I have not seen better conditions for a super spawn since I have fished Livingston. The rain is predicticted to fall in Dallas all week after this snow and ice. 
Plenty of water still to come.


----------



## Whitebassfisher (May 4, 2007)

Getting off a good spawn is important for the fishery, so we all win. 
Yes, I have caught a few limits upstream so far, but the catching has not been that great. Yes, I would like to catch more spawning whites because I just love that type fishing, but my main concern is a good spawn.


----------



## Danny O (Apr 14, 2010)

Will the continual rains forecast to the first week in March muddy the creek and river flow enough to limit fish catching? What about water temps?


----------



## Whitebassfisher (May 4, 2007)

Pet Spoon said:


> Will the continual rains forecast to the first week in March muddy the creek and river flow enough to limit fish catching? What about water temps?
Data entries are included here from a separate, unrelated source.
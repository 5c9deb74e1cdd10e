//! Sample format conversion
//!
//! The float side of the crate works in the nominal range -1.0..=1.0. The
//! codecs work on 16-bit integers. Conversion in both directions uses the
//! symmetric scale 32767 and saturates instead of wrapping.

/// Full-scale factor between float and 16-bit PCM
pub const PCM16_SCALE: f32 = 32767.0;

/// Saturate a 32-bit intermediate to the 16-bit range
#[inline]
pub fn saturate_i16(value: i32) -> i16 {
    value.clamp(i16::MIN as i32, i16::MAX as i32) as i16
}

/// Convert a float sample to 16-bit PCM, saturating out-of-range input
///
/// NaN converts to zero.
#[inline]
pub fn f32_to_pcm16(sample: f32) -> i16 {
    // `as` on floats saturates and maps NaN to 0
    (sample * PCM16_SCALE) as i16
}

/// Convert a 16-bit PCM sample to float
#[inline]
pub fn pcm16_to_f32(sample: i16) -> f32 {
    sample as f32 / PCM16_SCALE
}

#[cfg(test)]
mod tests {
    use super::*;

    #[test]
    fn test_saturate_i16() {
        assert_eq!(saturate_i16(0), 0);
        assert_eq!(saturate_i16(40000), i16::MAX);
        assert_eq!(saturate_i16(-40000), i16::MIN);
        assert_eq!(saturate_i16(-32768), -32768);
    }

    #[test]
    fn test_float_conversion_saturates() {
        assert_eq!(f32_to_pcm16(1.0), 32767);
        assert_eq!(f32_to_pcm16(-1.0), -32767);
        assert_eq!(f32_to_pcm16(3.5), i16::MAX);
        assert_eq!(f32_to_pcm16(-3.5), i16::MIN);
        assert_eq!(f32_to_pcm16(f32::NAN), 0);
    }

    #[test]
    fn test_float_round_trip() {
        for &pcm in &[-32767i16, -1000, 0, 1, 1000, 32767] {
            assert_eq!(f32_to_pcm16(pcm16_to_f32(pcm)), pcm);
        }
    }
}
//! GSM 06.10 Codec Implementation

use super::decoder::GsmDecoder;
use super::encoder::GsmEncoder;
use super::frame::GSM_FRAME_BYTES;
use super::state::GSM_FRAME_SAMPLES;
use crate::error::{CodecError, Result};
use crate::types::{AudioCodec, CodecConfig, CodecInfo, CodecType};
use crate::utils::{validate_buffer_size, validate_encoded_frame, validate_frame_size};

/// GSM 06.10 full-rate codec
///
/// Encodes 160-sample frames of 16-bit PCM into 33-byte frames at
/// 13.2 kbit/s. The three low bits of every input sample are ignored and
/// decoded samples always have them cleared.
///
/// # Example
/// ```
/// use rstelecom_codec_core::codecs::gsm::Gsm610Codec;
/// use rstelecom_codec_core::types::AudioCodec;
///
/// let mut codec = Gsm610Codec::default();
/// let encoded = codec.encode(&[0i16; 320]).unwrap();
/// assert_eq!(encoded.len(), 66);
/// assert_eq!(encoded[0] >> 4, 0xD);
/// ```
#[derive(Debug, Clone, Default)]
pub struct Gsm610Codec {
    encoder: GsmEncoder,
    decoder: GsmDecoder,
}

impl Gsm610Codec {
    /// Create a new GSM codec from configuration
    pub fn new(config: CodecConfig) -> Result<Self> {
        if config.codec_type != CodecType::Gsm610 {
            return Err(CodecError::unsupported_codec(format!("{:?}", config.codec_type)));
        }
        config.validate()?;

        Ok(Self::default())
    }

    /// Encode whole frames into a caller-provided buffer
    ///
    /// Returns the number of bytes written.
    pub fn encode_into(&mut self, samples: &[i16], output: &mut [u8]) -> Result<usize> {
        validate_frame_size(samples, GSM_FRAME_SAMPLES)?;
        let frames = samples.len() / GSM_FRAME_SAMPLES;
        validate_buffer_size(frames * GSM_FRAME_BYTES, output.len())?;

        let mut frame_samples = [0i16; GSM_FRAME_SAMPLES];
        let mut frame_bytes = [0u8; GSM_FRAME_BYTES];
        for (input, out) in samples
            .chunks_exact(GSM_FRAME_SAMPLES)
            .zip(output.chunks_exact_mut(GSM_FRAME_BYTES))
        {
            frame_samples.copy_from_slice(input);
            self.encoder.encode_frame(&frame_samples, &mut frame_bytes);
            out.copy_from_slice(&frame_bytes);
        }

        Ok(frames * GSM_FRAME_BYTES)
    }

    /// Encoder half
    pub fn encoder(&self) -> &GsmEncoder {
        &self.encoder
    }

    /// Decoder half
    pub fn decoder(&self) -> &GsmDecoder {
        &self.decoder
    }
}

impl AudioCodec for Gsm610Codec {
    fn encode(&mut self, samples: &[i16]) -> Result<Vec<u8>> {
        validate_frame_size(samples, GSM_FRAME_SAMPLES)?;
        let mut output = vec![0u8; samples.len() / GSM_FRAME_SAMPLES * GSM_FRAME_BYTES];
        self.encode_into(samples, &mut output)?;
        Ok(output)
    }

    fn decode(&mut self, data: &[u8]) -> Result<Vec<i16>> {
        validate_encoded_frame(data, GSM_FRAME_BYTES)?;

        let mut output = vec![0i16; data.len() / GSM_FRAME_BYTES * GSM_FRAME_SAMPLES];
        let mut frame_samples = [0i16; GSM_FRAME_SAMPLES];
        for (frame, out) in data
            .chunks_exact(GSM_FRAME_BYTES)
            .zip(output.chunks_exact_mut(GSM_FRAME_SAMPLES))
        {
            self.decoder.decode_frame(frame, &mut frame_samples)?;
            out.copy_from_slice(&frame_samples);
        }

        Ok(output)
    }

    fn info(&self) -> CodecInfo {
        CodecInfo {
            name: "GSM",
            sample_rate: 8000,
            channels: 1,
            bitrate: 13200,
            frame_size: GSM_FRAME_SAMPLES,
            encoded_frame_size: GSM_FRAME_BYTES,
        }
    }

    fn reset(&mut self) -> Result<()> {
        self.encoder.reset();
        self.decoder.reset();
        Ok(())
    }

    fn frame_size(&self) -> usize {
        GSM_FRAME_SAMPLES
    }
}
In my opinion yes, it will limit the catching.

An interesting side note: I talked with several locals above hwy 19 who had been tearing 'em up as far back as October in the feeder creeks up that way. They indicated they had been catching big nice females until about Christmas when the repetitive rains hit. This was several different people, different boats, different days, all had the same story.

Also, Super Bowl weekend has always been good for me, and I was catching well before that, but the weather that weekend was predicted nasty but didn't really get as bad as predicted. The same many people told me that Friday, Sat & Sun were great! LOL


----------



## Flyingvranch (Mar 10, 2014)

I'm going out next Monday and settling this once and for all. Lol :rotfl:


----------



## whsalum (Mar 4, 2013)

If the bite gets any better on their return to the lake than it was last April/May I don't know if we will be able to stand it.


----------



## Bankin' On It (Feb 14, 2013)

whsalum said:


> If the bite gets any better on their return to the lake than it was last April/May I don't know if we will be able to stand it.


Do they stage at the mouth of the creeks on their return? Head straight for deep water?


----------



## Ctstormman (Jan 20, 2013)

I'm contemplating either heading out this weekend or next weekend. I'm debating because I go to college in Dallas and have to come back to Spring to get my boat so I am wondering if the creeks will be okay this weekend with the temps below 60. How muddy are the creeks right now, particularly Bedias?


----------



## johnmyjohn (Aug 6, 2006)

Bankin' On It said:


> Do they stage at the mouth of the creeks on their return? Head straight for deep water?


Some may disagree but what I've seen while fishing when those bass get there business done they're headed down stream (they start getting hungry) Find bait fish and that's where they'll be until it runs out and keep going down river. Riverside is good because the river bottle necks there and for practical purpose is still the lake. That area holds shad or baitfish well. So they linger there till the water starts warming up then most of them follow thier nature and keep heading south till the dam stops them or they don't feel strong current anymore. Like I mentioned earlier, watch for negative reports up north. Troll the middle of the river a generic 10' and you should hook up. If you want to cast fish anchor off sharp bends in the river on the slow down current side or drift that side. There's sand bars down there that you can't see and the bass like them. The popular thing to do is troll but there's nothing wrong with getting a bag of minnows and a cork and slow drifting down the river. This will help you score on all sorts of fish, esspecially if they're slow to bite. Hope this helps you out a little.


----------



## shadslinger (Aug 21, 2005)

I ready for them to come home.


Sent from my iPhone using Tapatalk


----------



## Duckchasr (Apr 27, 2011)

What do yall think of the drastic drop in water temperature this week? According to the gauge it looks like it dropped almost 10 degrees. How will this affect the spawn?


----------